Préambule
Avant
de voir le monde, vous l’avez entendu depuis votre demeure prénatale
aquatique. Vous ne pouviez pas encore le voir, enfermé dans l’espace
clôt de l’utérus, mais vous en perceviez déjà les vibrations
acoustiques. Parler d’anthropologie implique d’accorder la priorité à
l’orale plutôt qu’à l’écrit, c’est-à-dire aux symboles auditifs avant
leurs figurations graphiques, visuelles. C’est tout le sens révélé par
cette annonce : « au commencement était le verbe ». Dans ce commencement-là [le verbe] est synonyme de [la parole]. Ici, l’entendu vient de ce qui est « dit », et non pas « écrit ».
Croire que la civilisation par excellence est celle de l’écrit relève
de la plus insoutenable arrogance. Cela ramène la vie à l’existence
d’une civilisation unique. Une civilisation dans laquelle tout ce qui ne
rentre pas dans sa page d’écriture est, pour elle, inexistant.
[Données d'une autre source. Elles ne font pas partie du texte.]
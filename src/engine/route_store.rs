//! Route storage keyed by owner slot.
//!
//! Manages the stored routes, including:
//! - Upsert by owner slot (overwrite, no history)
//! - Per-owner caps, checked before creating a new slot
//! - Cascade removal when an owner is deleted

use std::collections::BTreeMap;

use crate::{GeoError, OwnerSlot, Result, Route, RouteOwner};

/// Storage for computed and not-yet-computed routes.
#[derive(Debug, Default)]
pub struct RouteStore {
    routes: BTreeMap<OwnerSlot, Route>,
}

impl RouteStore {
    /// Create a new empty route store.
    pub fn new() -> Self {
        Self {
            routes: BTreeMap::new(),
        }
    }

    /// Build a store from previously persisted routes.
    pub fn from_routes(routes: impl IntoIterator<Item = Route>) -> Self {
        Self {
            routes: routes
                .into_iter()
                .map(|r| (r.owner_slot.clone(), r))
                .collect(),
        }
    }

    /// Fail if writing `slot` would create a route beyond the owner's cap.
    ///
    /// Overwriting an existing slot never counts as a create.
    pub fn check_capacity(&self, slot: &OwnerSlot, cap: Option<usize>) -> Result<()> {
        let Some(limit) = cap else {
            return Ok(());
        };
        if self.routes.contains_key(slot) {
            return Ok(());
        }
        if self.count_for(&slot.owner) >= limit {
            return Err(GeoError::OwnerCapExceeded {
                owner: slot.owner.key(),
                limit,
            });
        }
        Ok(())
    }

    /// Insert or overwrite the route in its owner slot.
    ///
    /// Returns the previous route for that slot, if any.
    pub fn upsert(&mut self, route: Route, cap: Option<usize>) -> Result<Option<Route>> {
        self.check_capacity(&route.owner_slot, cap)?;
        Ok(self.routes.insert(route.owner_slot.clone(), route))
    }

    /// Clear the computed part of a route, keeping origin and destination.
    ///
    /// Returns false if the slot holds no route.
    pub fn mark_not_computed(&mut self, slot: &OwnerSlot) -> bool {
        match self.routes.get_mut(slot) {
            Some(route) => {
                route.clear_path();
                true
            }
            None => false,
        }
    }

    /// Remove one route.
    pub fn remove(&mut self, slot: &OwnerSlot) -> Option<Route> {
        self.routes.remove(slot)
    }

    /// Remove every route of an owner.
    ///
    /// Returns the slots that were actually removed.
    pub fn remove_owner(&mut self, owner: &RouteOwner) -> Vec<OwnerSlot> {
        let slots: Vec<OwnerSlot> = self
            .routes
            .keys()
            .filter(|s| &s.owner == owner)
            .cloned()
            .collect();
        for slot in &slots {
            self.routes.remove(slot);
        }
        slots
    }

    /// Clear all routes.
    pub fn clear(&mut self) {
        self.routes.clear();
    }

    /// Get a route by slot.
    pub fn get(&self, slot: &OwnerSlot) -> Option<&Route> {
        self.routes.get(slot)
    }

    /// Whether the slot holds a computed route.
    pub fn is_computed(&self, slot: &OwnerSlot) -> bool {
        self.routes.get(slot).is_some_and(Route::computed)
    }

    /// Routes of one owner, ordered by slot.
    pub fn routes_for(&self, owner: &RouteOwner) -> Vec<&Route> {
        self.routes
            .iter()
            .filter(|(s, _)| &s.owner == owner)
            .map(|(_, r)| r)
            .collect()
    }

    /// Number of routes an owner holds.
    pub fn count_for(&self, owner: &RouteOwner) -> usize {
        self.routes.keys().filter(|s| &s.owner == owner).count()
    }

    /// Lowest slot number the owner is not using yet.
    pub fn next_free_slot(&self, owner: &RouteOwner) -> u32 {
        let mut slot = 0;
        while self.routes.contains_key(&OwnerSlot::new(owner.clone(), slot)) {
            slot += 1;
        }
        slot
    }

    /// Get all routes.
    pub fn values(&self) -> impl Iterator<Item = &Route> {
        self.routes.values()
    }

    /// Get the number of routes.
    pub fn len(&self) -> usize {
        self.routes.len()
    }

    /// Check if the store is empty.
    pub fn is_empty(&self) -> bool {
        self.routes.is_empty()
    }
}
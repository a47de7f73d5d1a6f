//! Integration tests for the engine stores.
//!
//! This test file aggregates all engine component tests.

// Test modules from the engine subdirectory
mod imagery_cache_test;
mod route_store_test;
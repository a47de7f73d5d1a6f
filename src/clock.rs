//! Time source for expiry decisions.

use std::sync::{Mutex, MutexGuard, PoisonError};

use chrono::{DateTime, Duration, Utc};

/// Source of "now".
pub trait Clock: Send + Sync {
    fn now(&self) -> DateTime<Utc>;
}

/// Wall-clock time.
#[derive(Debug, Default, Clone, Copy)]
pub struct SystemClock;

impl Clock for SystemClock {
    fn now(&self) -> DateTime<Utc> {
        Utc::now()
    }
}

/// Manually advanced clock for tests and replay.
#[derive(Debug)]
pub struct FixedClock {
    now: Mutex<DateTime<Utc>>,
}

impl FixedClock {
    pub fn new(now: DateTime<Utc>) -> Self {
        Self {
            now: Mutex::new(now),
        }
    }

    pub fn set(&self, now: DateTime<Utc>) {
        *self.guard() = now;
    }

    pub fn advance(&self, by: Duration) {
        *self.guard() += by;
    }

    // A panic while holding the lock cannot leave a half-written timestamp
    fn guard(&self) -> MutexGuard<'_, DateTime<Utc>> {
        self.now.lock().unwrap_or_else(PoisonError::into_inner)
    }
}

impl Clock for FixedClock {
    fn now(&self) -> DateTime<Utc> {
        *self.guard()
    }
}
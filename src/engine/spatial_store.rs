//! Geography storage with bounding-box, radius, nearest-neighbour and
//! polygon-containment queries.
//!
//! Coordinates are validated once, on `upsert`. Queries take `&self`,
//! never validate and never mutate.

use std::collections::{HashMap, HashSet};

use geo::coordinate_position::{CoordPos, CoordinatePosition};
use log::debug;

use crate::geo_utils::{haversine_distance, search_envelopes, split_bounds, EARTH_RADIUS_METERS};
use crate::{Bounds, EntityKind, GeoError, GeoPoint, Geometry, Result, SpatialEntity};

use super::spatial_index::{AnchorEntry, PolygonBounds, SpatialIndex};

/// Half the Earth's circumference; no two points are farther apart.
const MAX_SEARCH_RADIUS: f64 = std::f64::consts::PI * EARTH_RADIUS_METERS;

/// First radius tried by `nearest` before widening.
const NEAREST_START_RADIUS: f64 = 250.0;

/// Storage for spatial entities.
#[derive(Debug, Default)]
pub struct SpatialStore {
    entities: HashMap<String, SpatialEntity>,
    index: SpatialIndex,
}

impl SpatialStore {
    /// Create a new empty store.
    pub fn new() -> Self {
        Self {
            entities: HashMap::new(),
            index: SpatialIndex::new(),
        }
    }

    /// Build a store from many entities in one pass (bulk-loaded index).
    pub fn from_entities(entities: Vec<SpatialEntity>) -> Result<Self> {
        // Later records replace earlier ones with the same id
        let mut by_id = HashMap::with_capacity(entities.len());
        for entity in entities {
            entity.geometry.validate()?;
            by_id.insert(entity.id.clone(), entity);
        }

        let mut anchors = Vec::with_capacity(by_id.len());
        let mut polygons = Vec::new();
        for entity in by_id.values() {
            let (anchor, polygon) = index_entries(entity)?;
            anchors.push(anchor);
            polygons.extend(polygon);
        }

        Ok(Self {
            entities: by_id,
            index: SpatialIndex::bulk_load(anchors, polygons),
        })
    }

    // ========================================================================
    // Writes
    // ========================================================================

    /// Insert or replace an entity.
    ///
    /// This is the write boundary: coordinates out of range, non-finite
    /// values and degenerate polygons are rejected here.
    pub fn upsert(&mut self, entity: SpatialEntity) -> Result<()> {
        entity.geometry.validate()?;
        let (anchor, polygon) = index_entries(&entity)?;

        self.remove_from_index(&entity.id);
        self.index.insert_anchor(anchor);
        if let Some(p) = polygon {
            self.index.insert_polygon(p);
        }

        debug!(
            "estategeo: [SpatialStore] upserted {} ({})",
            entity.id,
            entity.kind.as_str()
        );
        self.entities.insert(entity.id.clone(), entity);
        Ok(())
    }

    /// Run the write-boundary checks of [`upsert`](Self::upsert) without storing.
    pub fn check(&self, entity: &SpatialEntity) -> Result<()> {
        entity.geometry.validate()?;
        index_entries(entity).map(|_| ())
    }

    /// Remove an entity by ID.
    ///
    /// Returns the removed entity if it existed.
    pub fn remove(&mut self, id: &str) -> Option<SpatialEntity> {
        self.remove_from_index(id);
        self.entities.remove(id)
    }

    /// Clear all entities.
    pub fn clear(&mut self) {
        self.entities.clear();
        self.index.clear();
    }

    fn remove_from_index(&mut self, id: &str) {
        let Some(existing) = self.entities.get(id) else {
            return;
        };
        if let Ok((anchor, polygon)) = index_entries(existing) {
            self.index.remove_anchor(&anchor);
            if let Some(p) = polygon {
                self.index.remove_polygon(&p);
            }
        }
    }

    // ========================================================================
    // Reads
    // ========================================================================

    /// Get an entity by ID.
    pub fn get(&self, id: &str) -> Option<&SpatialEntity> {
        self.entities.get(id)
    }

    /// Check if an entity exists.
    pub fn contains(&self, id: &str) -> bool {
        self.entities.contains_key(id)
    }

    /// Get the number of entities.
    pub fn len(&self) -> usize {
        self.entities.len()
    }

    /// Check if the store is empty.
    pub fn is_empty(&self) -> bool {
        self.entities.is_empty()
    }

    /// Get all entities.
    pub fn values(&self) -> impl Iterator<Item = &SpatialEntity> {
        self.entities.values()
    }

    /// Great-circle distance between two points in meters.
    pub fn distance(&self, a: &GeoPoint, b: &GeoPoint) -> f64 {
        haversine_distance(a, b)
    }

    /// Entities whose anchor lies inside the rectangle spanned by `sw` and
    /// `ne` (edges inclusive).
    ///
    /// A south-west corner east of the north-east corner is read as a
    /// viewport crossing the antimeridian.
    pub fn bounding_box_query(&self, sw: &GeoPoint, ne: &GeoPoint) -> Vec<&SpatialEntity> {
        let bounds = Bounds::from_corners(sw, ne);
        if bounds.min_lat > bounds.max_lat {
            return Vec::new();
        }

        let mut ids: Vec<&str> = split_bounds(&bounds)
            .iter()
            .flat_map(|b| self.index.anchors_in(b))
            .map(|a| a.id.as_str())
            .collect();
        ids.sort_unstable();
        ids.dedup();

        ids.into_iter().filter_map(|id| self.entities.get(id)).collect()
    }

    /// Like [`bounding_box_query`](Self::bounding_box_query), restricted to one kind.
    pub fn bounding_box_query_of_kind(
        &self,
        sw: &GeoPoint,
        ne: &GeoPoint,
        kind: EntityKind,
    ) -> Vec<&SpatialEntity> {
        self.bounding_box_query(sw, ne)
            .into_iter()
            .filter(|e| e.kind == kind)
            .collect()
    }

    /// Entities whose anchor is within `radius_meters` great-circle distance
    /// of `center`, nearest first, each paired with its distance.
    ///
    /// The R-tree only narrows candidates; membership is decided by the exact
    /// distance, so the result has no false positives or negatives.
    pub fn radius_query(
        &self,
        center: &GeoPoint,
        radius_meters: f64,
        limit: Option<usize>,
    ) -> Vec<(&SpatialEntity, f64)> {
        self.radius_query_filtered(center, radius_meters, limit, |_| true)
    }

    /// Like [`radius_query`](Self::radius_query), restricted to one kind.
    pub fn radius_query_of_kind(
        &self,
        center: &GeoPoint,
        radius_meters: f64,
        kind: EntityKind,
        limit: Option<usize>,
    ) -> Vec<(&SpatialEntity, f64)> {
        self.radius_query_filtered(center, radius_meters, limit, |e| e.kind == kind)
    }

    fn radius_query_filtered<F>(
        &self,
        center: &GeoPoint,
        radius_meters: f64,
        limit: Option<usize>,
        keep: F,
    ) -> Vec<(&SpatialEntity, f64)>
    where
        F: Fn(&SpatialEntity) -> bool,
    {
        if radius_meters.is_nan() || radius_meters < 0.0 {
            return Vec::new();
        }

        let mut seen: HashSet<&str> = HashSet::new();
        let mut hits: Vec<(&SpatialEntity, f64)> = Vec::new();

        for envelope in search_envelopes(center, radius_meters) {
            for anchor in self.index.anchors_in(&envelope) {
                // Split envelopes can both return the same anchor
                if !seen.insert(anchor.id.as_str()) {
                    continue;
                }

                let Some(entity) = self.entities.get(&anchor.id) else {
                    continue;
                };
                if !keep(entity) {
                    continue;
                }
                let Some(location) = entity.anchor() else {
                    continue;
                };
                let d = haversine_distance(center, &location);
                if d <= radius_meters {
                    hits.push((entity, d));
                }
            }
        }

        hits.sort_by(|a, b| a.1.total_cmp(&b.1).then_with(|| a.0.id.cmp(&b.0.id)));
        if let Some(limit) = limit {
            hits.truncate(limit);
        }
        hits
    }

    /// The `k` entities nearest to `center` (optionally of one kind), nearest first.
    ///
    /// Searches with a growing radius; once `k` entities fall inside radius
    /// `r`, no entity outside it can be nearer, so the answer is exact.
    pub fn nearest(
        &self,
        center: &GeoPoint,
        k: usize,
        kind: Option<EntityKind>,
    ) -> Vec<(&SpatialEntity, f64)> {
        if k == 0 || self.entities.is_empty() {
            return Vec::new();
        }

        let keep = |e: &SpatialEntity| kind.map_or(true, |k| e.kind == k);
        let mut radius = NEAREST_START_RADIUS;
        loop {
            let hits = self.radius_query_filtered(center, radius, Some(k), &keep);
            if hits.len() >= k || radius >= MAX_SEARCH_RADIUS {
                return hits;
            }
            radius = (radius * 4.0).min(MAX_SEARCH_RADIUS);
        }
    }

    /// Nearest entities of `kind` for many points at once
    /// (e.g. the closest stations for every building on a page).
    #[cfg(feature = "parallel")]
    pub fn nearest_batch(
        &self,
        points: &[GeoPoint],
        k: usize,
        kind: Option<EntityKind>,
    ) -> Vec<Vec<(String, f64)>> {
        use rayon::prelude::*;

        points
            .par_iter()
            .map(|p| {
                self.nearest(p, k, kind)
                    .into_iter()
                    .map(|(e, d)| (e.id.clone(), d))
                    .collect()
            })
            .collect()
    }

    /// Nearest entities of `kind` for many points at once.
    #[cfg(not(feature = "parallel"))]
    pub fn nearest_batch(
        &self,
        points: &[GeoPoint],
        k: usize,
        kind: Option<EntityKind>,
    ) -> Vec<Vec<(String, f64)>> {
        points
            .iter()
            .map(|p| {
                self.nearest(p, k, kind)
                    .into_iter()
                    .map(|(e, d)| (e.id.clone(), d))
                    .collect()
            })
            .collect()
    }

    /// Polygon entities containing `point`. Points on an edge or vertex
    /// count as contained; points inside a hole do not.
    pub fn polygon_containment_query(&self, point: &GeoPoint) -> Vec<&SpatialEntity> {
        let coord = point.coord();
        let mut hits: Vec<&SpatialEntity> = self
            .index
            .polygons_covering(point.lat(), point.lng())
            .into_iter()
            .filter_map(|p| self.entities.get(&p.id))
            .filter(|entity| match &entity.geometry {
                Geometry::Polygon(poly) => {
                    matches!(
                        poly.coordinate_position(&coord),
                        CoordPos::Inside | CoordPos::OnBoundary
                    )
                }
                Geometry::Point(_) => false,
            })
            .collect();
        hits.sort_by(|a, b| a.id.cmp(&b.id));
        hits
    }

    /// Like [`polygon_containment_query`](Self::polygon_containment_query), restricted to one kind.
    pub fn polygon_containment_query_of_kind(
        &self,
        point: &GeoPoint,
        kind: EntityKind,
    ) -> Vec<&SpatialEntity> {
        self.polygon_containment_query(point)
            .into_iter()
            .filter(|e| e.kind == kind)
            .collect()
    }

    /// Anchor point of an entity, used as a route origin.
    pub fn anchor_of(&self, id: &str) -> Option<GeoPoint> {
        self.entities.get(id).and_then(|e| e.anchor())
    }
}

/// Index entries for an entity: its anchor, plus bounds when it is a polygon.
fn index_entries(entity: &SpatialEntity) -> Result<(AnchorEntry, Option<PolygonBounds>)> {
    let anchor = entity.anchor().ok_or_else(|| {
        GeoError::InvalidGeometry(format!("entity {} has no anchor point", entity.id))
    })?;
    let anchor = AnchorEntry {
        id: entity.id.clone(),
        lat: anchor.lat(),
        lng: anchor.lng(),
    };

    let polygon = match &entity.geometry {
        Geometry::Polygon(_) => entity.geometry.bounds().map(|b| PolygonBounds {
            id: entity.id.clone(),
            min_lat: b.min_lat,
            max_lat: b.max_lat,
            min_lng: b.min_lng,
            max_lng: b.max_lng,
        }),
        Geometry::Point(_) => None,
    };

    Ok((anchor, polygon))
}

#[cfg(test)]
mod tests {
    use super::*;
    use crate::geo_utils::offset_point;

    fn station(id: &str, p: GeoPoint) -> SpatialEntity {
        SpatialEntity::point(id, EntityKind::Station, id, p)
    }

    #[test]
    fn test_upsert_rejects_out_of_range() {
        let mut store = SpatialStore::new();
        let err = store
            .upsert(station("bad", GeoPoint::new(91.0, 0.0)))
            .unwrap_err();
        assert!(matches!(err, GeoError::InvalidCoordinate { .. }));
        assert!(store.is_empty());
    }

    #[test]
    fn test_upsert_replaces_index_entry() {
        let mut store = SpatialStore::new();
        store.upsert(station("s", GeoPoint::new(35.0, 139.0))).unwrap();
        store.upsert(station("s", GeoPoint::new(10.0, 10.0))).unwrap();

        assert_eq!(store.len(), 1);
        assert!(store
            .radius_query(&GeoPoint::new(35.0, 139.0), 100.0, None)
            .is_empty());
        assert_eq!(
            store.radius_query(&GeoPoint::new(10.0, 10.0), 1.0, None).len(),
            1
        );
    }

    #[test]
    fn test_from_entities_keeps_last_duplicate() {
        let mut store = SpatialStore::from_entities(vec![
            station("x", GeoPoint::new(35.0, 139.0)),
            station("x", GeoPoint::new(10.0, 10.0)),
        ])
        .unwrap();

        assert_eq!(store.len(), 1);
        assert!(store
            .radius_query(&GeoPoint::new(35.0, 139.0), 10.0, None)
            .is_empty());
        let hits = store.radius_query(&GeoPoint::new(10.0, 10.0), 10.0, None);
        assert_eq!(hits.len(), 1);
        assert!(hits[0].1 < 1e-6);

        store.remove("x");
        assert!(store
            .radius_query(&GeoPoint::new(35.0, 139.0), 1_000.0, None)
            .is_empty());
    }

    #[test]
    fn test_nearest_expands_radius() {
        let center = GeoPoint::new(35.681, 139.767);
        let mut store = SpatialStore::new();
        store.upsert(station("far", offset_point(&center, 90.0, 40_000.0))).unwrap();
        store.upsert(station("near", offset_point(&center, 10.0, 5_000.0))).unwrap();

        let hits = store.nearest(&center, 1, None);
        assert_eq!(hits.len(), 1);
        assert_eq!(hits[0].0.id, "near");

        let both = store.nearest(&center, 5, Some(EntityKind::Station));
        assert_eq!(both.len(), 2);
        assert_eq!(both[1].0.id, "far");
    }

    #[test]
    fn test_remove() {
        let mut store = SpatialStore::new();
        store.upsert(station("s", GeoPoint::new(35.0, 139.0))).unwrap();
        assert!(store.remove("s").is_some());
        assert!(store.remove("s").is_none());
        assert!(store
            .bounding_box_query(&GeoPoint::new(34.0, 138.0), &GeoPoint::new(36.0, 140.0))
            .is_empty());
    }
}
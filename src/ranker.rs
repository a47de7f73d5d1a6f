//! Preview several route alternatives, then persist the one a user picks.
//!
//! A preview is a pure read of the provider: nothing is stored. The
//! returned [`CandidateSet`] is held by the caller and handed back to
//! [`RouteCandidateRanker::select`], which writes exactly the chosen
//! candidate into an owner slot.

use std::fmt;
use std::sync::atomic::{AtomicU64, Ordering};

use chrono::{DateTime, Utc};
use log::{debug, info};
use serde::{Deserialize, Serialize};

use crate::engine::{RouteStore, SpatialStore};
use crate::provider::RouteAlternative;
use crate::routing::{default_destination_name, validate_destination};
use crate::{
    CancelToken, Destination, GeoError, GeoPoint, Origin, OwnerSlot, Result, Route, RouteComputer,
    RoutePath, TravelMode,
};

/// One alternative offered to the user.
#[derive(Debug, Clone, PartialEq, Serialize, Deserialize)]
pub struct RouteCandidate {
    pub summary: String,
    pub distance_meters: f64,
    pub duration_seconds: f64,
    pub encoded_path: String,
}

impl RouteCandidate {
    fn from_alternative(index: usize, alt: RouteAlternative) -> Self {
        let summary = if alt.summary.trim().is_empty() {
            format!("Route {}", index + 1)
        } else {
            alt.summary
        };
        Self {
            summary,
            distance_meters: alt.distance_meters,
            duration_seconds: alt.duration_seconds,
            encoded_path: alt.encoded_path,
        }
    }

    fn path(&self) -> RoutePath {
        RoutePath {
            encoded_path: self.encoded_path.clone(),
            distance_meters: self.distance_meters,
            duration_seconds: self.duration_seconds,
        }
    }
}

/// Result of a preview. Never stored by the engine.
#[derive(Debug, Clone, PartialEq, Serialize, Deserialize)]
pub struct CandidateSet {
    /// Monotonic per-ranker identifier, for the caller's bookkeeping.
    pub preview_id: u64,
    pub origin: GeoPoint,
    pub destination: GeoPoint,
    pub destination_name: String,
    pub mode: TravelMode,
    /// Provider order, at most `max_candidates`.
    pub candidates: Vec<RouteCandidate>,
    pub raw_payload: String,
}

impl CandidateSet {
    pub fn len(&self) -> usize {
        self.candidates.len()
    }

    pub fn is_empty(&self) -> bool {
        self.candidates.is_empty()
    }
}

/// Preview/select workflow on top of a [`RouteComputer`].
#[derive(Debug)]
pub struct RouteCandidateRanker {
    next_preview_id: AtomicU64,
}

impl Default for RouteCandidateRanker {
    fn default() -> Self {
        Self::new()
    }
}

impl RouteCandidateRanker {
    pub fn new() -> Self {
        Self {
            next_preview_id: AtomicU64::new(1),
        }
    }

    /// Validate a preview and capture what its fetch needs.
    #[allow(clippy::too_many_arguments)]
    pub fn plan_preview(
        &self,
        computer: &RouteComputer,
        spatial: &SpatialStore,
        origin: &Origin,
        destination: &Destination,
        destination_name: Option<&str>,
        mode: TravelMode,
    ) -> Result<PreviewPlan> {
        validate_destination(destination)?;
        let origin = computer.resolve_origin(spatial, origin)?;
        Ok(PreviewPlan {
            computer: computer.clone(),
            preview_id: self.next_preview_id.fetch_add(1, Ordering::Relaxed),
            origin,
            destination: destination.clone(),
            destination_name: destination_name
                .map(str::to_string)
                .unwrap_or_else(|| default_destination_name(destination)),
            mode,
        })
    }

    /// Fetch up to `max_candidates` alternatives without persisting anything.
    #[allow(clippy::too_many_arguments)]
    pub fn preview(
        &self,
        computer: &RouteComputer,
        spatial: &SpatialStore,
        origin: &Origin,
        destination: &Destination,
        destination_name: Option<&str>,
        mode: TravelMode,
        cancel: &CancelToken,
    ) -> Result<CandidateSet> {
        self.plan_preview(computer, spatial, origin, destination, destination_name, mode)?
            .fetch(cancel)
    }

    /// Build the route for candidate `index` of `set` without storing it.
    pub fn candidate_route(
        &self,
        set: &CandidateSet,
        index: usize,
        owner_slot: OwnerSlot,
        now: DateTime<Utc>,
    ) -> Result<Route> {
        let candidate = set
            .candidates
            .get(index)
            .ok_or(GeoError::InvalidCandidateIndex {
                index,
                count: set.candidates.len(),
            })?;

        Ok(Route {
            owner_slot,
            origin: set.origin,
            destination: Some(set.destination),
            destination_name: set.destination_name.clone(),
            travel_mode: set.mode,
            path: Some(candidate.path()),
            summary: Some(candidate.summary.clone()),
            raw_payload: Some(set.raw_payload.clone()),
            updated_at: now,
        })
    }

    /// Persist candidate `index` of `set` into `owner_slot`.
    ///
    /// Fails without touching any stored route when the index is out of
    /// range or the owner already holds its maximum number of routes.
    pub fn select(
        &self,
        computer: &RouteComputer,
        routes: &mut RouteStore,
        set: &CandidateSet,
        index: usize,
        owner_slot: OwnerSlot,
        now: DateTime<Utc>,
    ) -> Result<Route> {
        let route = self.candidate_route(set, index, owner_slot, now)?;
        let route = computer.store(routes, route)?;

        info!(
            "estategeo: [RouteCandidateRanker] {} selected candidate {} of preview {}",
            route.owner_slot, index, set.preview_id
        );
        Ok(route)
    }
}

/// A validated preview that owns everything its fetch needs.
pub struct PreviewPlan {
    computer: RouteComputer,
    preview_id: u64,
    origin: GeoPoint,
    destination: Destination,
    destination_name: String,
    mode: TravelMode,
}

impl fmt::Debug for PreviewPlan {
    fn fmt(&self, f: &mut fmt::Formatter<'_>) -> fmt::Result {
        f.debug_struct("PreviewPlan")
            .field("preview_id", &self.preview_id)
            .field("origin", &self.origin)
            .field("destination", &self.destination)
            .field("mode", &self.mode)
            .finish_non_exhaustive()
    }
}

impl PreviewPlan {
    pub fn preview_id(&self) -> u64 {
        self.preview_id
    }

    pub fn fetch(self, cancel: &CancelToken) -> Result<CandidateSet> {
        let computer = &self.computer;
        let dest_point = computer.resolve_destination(&self.destination, cancel)?;
        let (alternatives, raw) =
            computer.fetch_alternatives(self.origin, dest_point, self.mode, true, cancel)?;

        let max = computer.config().max_candidates;
        let candidates: Vec<RouteCandidate> = alternatives
            .into_iter()
            .take(max)
            .enumerate()
            .map(|(i, alt)| RouteCandidate::from_alternative(i, alt))
            .collect();

        debug!(
            "estategeo: [RouteCandidateRanker] preview {} returned {} candidates",
            self.preview_id,
            candidates.len()
        );

        Ok(CandidateSet {
            preview_id: self.preview_id,
            origin: self.origin,
            destination: dest_point,
            destination_name: self.destination_name,
            mode: self.mode,
            candidates,
            raw_payload: raw,
        })
    }
}

#[cfg(test)]
mod tests {
    use super::*;

    #[test]
    fn test_blank_summary_is_numbered() {
        let alt = RouteAlternative {
            summary: "  ".to_string(),
            distance_meters: 1.0,
            duration_seconds: 1.0,
            encoded_path: String::new(),
        };
        assert_eq!(RouteCandidate::from_alternative(1, alt).summary, "Route 2");
    }

    #[test]
    fn test_provider_summary_kept() {
        let alt = RouteAlternative {
            summary: "Yamanote Line".to_string(),
            distance_meters: 1.0,
            duration_seconds: 1.0,
            encoded_path: String::new(),
        };
        assert_eq!(
            RouteCandidate::from_alternative(0, alt).summary,
            "Yamanote Line"
        );
    }
}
Serait-ce là une transposition de la métaphore du « péché originel » ?
Délimitation
Pour
poser un cadre temporel à l’étude anthropologique de la vie d’un être
humain, nous en fixons l’origine à l’instant de sa naissance.
Historiquement, cette origine coïncide avec celle définie par les
premiers « explorateurs des âmes », il y a plus de cinq mille ans : les astrologues de Mésopotamie, entre le Tigre et l’Euphrate (lien).
Ce qui pointe, entre parenthèses, la parité entre l’anthropologie
d’une vie personnelle et celle de l’humanité. Vous comprendrez plus
loin l’importance de cette parenthèse, lorsqu’il sera question des «
pressions environnementales » et de leurs origines. Certes, nous
n’ignorons pas que le patrimoine génétique s’organise depuis l’instant
de la rencontre entre le spermatozoïde et l’ovule. Mais laissons au
biologiste le soin d’apporter des réponses sur la genèse du corps, en
espérant qu’il reconnaisse au psychanalyste sa légitimité pour parler de
la genèse de l’âme… !
Origines
C’est
donc en sortant du ventre de votre mère que vous avez fait votre
entrée dans votre vie. Dès lors, vous avez reçu la pression de votre
environnement. Cette pression, vous l’avez reçu, assimilée, puis mimée
spontanément selon un rythme unique qui est le vôtre, en interaction
constante avec votre héritage génétique. En réalité, il serait plus
juste de parler de la pression de « vos » environnements. Déjà, la
présence de deux parents issus de deux familles distinctes implique la
réunion de deux cultures familiales. Dans le meilleur des cas,
l’assemblage des deux fusionne harmonieusement, ou bien l’une absorbe et
engloutit l’autre, sans conflits manifestes. Mais le plus souvent,
plus ou moins douloureusement, des conflits placent en rivalité – non
seulement le père et la mère, mais aussi – l’une et l’autre famille et
belle-famille. Votre première lecture du monde vous a donc conduit à
identifier au plus tôt ces environnements différents, parfois
contradictoires ou opposés, pour en assimiler les pressions, les
recevoir, et les mimer. De ces mimes initiaux naitront votre
personnalité, vos qualités, vos défauts, à l’origine de votre manière
particulière de vous intégrer dans le monde des humains.
Croissance
C’est
ainsi que, petit à petit, vous avez eu accès au langage. Sans doute
avez-vous très vite remarqué et intégré que le même mot – le même
signifiant – pouvait prendre un sens différent dans la bouche de papa et
celle de maman. Un même signifiant, et des signifiés différents. Sans
être spécialiste en linguistique, vous pouvez entrevoir la façon dont
votre propre langage s’est structuré, au fil du temps et de vos
expériences auditives. Plus tard, vous avez découvert aussi que la
différence des sonorités vocales cachait beaucoup d’autres différences…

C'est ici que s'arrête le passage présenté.